Problem to solve :: On the basis of the records below, report how many lines contain the word "events". Nothing else should be given.

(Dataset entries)
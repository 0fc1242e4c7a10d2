#![forbid(unsafe_code)]

//! Layer stack: position/index mapping, commands, and events.
//!
//! A grid is a stack of [`Layer`]s. The base [`DataLayer`] owns cell
//! values and sizes; each transformation layer above it (hide/show,
//! reorder, viewport, header) rewrites the coordinate space of the layer
//! beneath. Two coordinate vocabularies run through the stack:
//!
//! - **index** — a column/row's stable identity at the base layer,
//! - **position** — its current visible offset in one layer's frame.
//!
//! Commands descend the stack, converting their position coordinates at
//! each boundary until some layer handles them; events ascend, converting
//! the other way. A coordinate that is not representable in the next frame
//! (hidden, scrolled out) fails conversion and the command or event is
//! dropped whole.
//!
//! ```
//! use stratum_layers::{
//!     ColumnHideShowLayer, ColumnReorderLayer, DataLayer, Layer, VecDataProvider,
//! };
//!
//! let data = DataLayer::new(VecDataProvider::<u32>::new(5, 3));
//! let mut stack = ColumnHideShowLayer::new(ColumnReorderLayer::new(data));
//! stack.hide_column_positions(&[1, 3]);
//! assert_eq!(stack.column_count(), 3);
//! assert_eq!(stack.column_index_by_position(1), Some(2));
//! ```

pub mod command;
pub mod conflation;
pub mod coordinate;
pub mod data;
pub mod event;
pub mod header;
pub mod hideshow;
pub mod layer;
pub mod reorder;
pub mod resize;
pub mod sort;
pub mod viewport;

pub use command::{LayerCommand, VisualRefreshCommand};
pub use conflation::{ApplyTask, ConflaterChain, ConflaterHandle, EventConflater};
pub use coordinate::{CellCoordinate, ColumnPositionCoordinate, LayerId, RowPositionCoordinate};
pub use data::{DataLayer, DataProvider, DataUpdateError, UpdateDataCommand, VecDataProvider};
pub use event::{
    CellUpdateEvent, ColumnReorderEvent, ColumnResizeEvent, HideColumnsEvent, LayerEvent,
    RowResizeEvent, ShowColumnsEvent, VisualRefreshEvent,
};
pub use header::{ColumnHeaderLayer, RenameColumnHeaderCommand};
pub use hideshow::{
    ColumnHideShowLayer, MultiColumnHideCommand, ShowAllColumnsCommand, ShowColumnsCommand,
};
pub use layer::{Layer, LayerCommandHandler, LayerListener};
pub use reorder::{ColumnReorderCommand, ColumnReorderLayer, MultiColumnReorderCommand};
pub use resize::{ColumnResizeCommand, MultiColumnResizeCommand, RowResizeCommand};
pub use sort::{SortDirection, SortModel};
pub use viewport::ViewportLayer;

Exercise result :: 2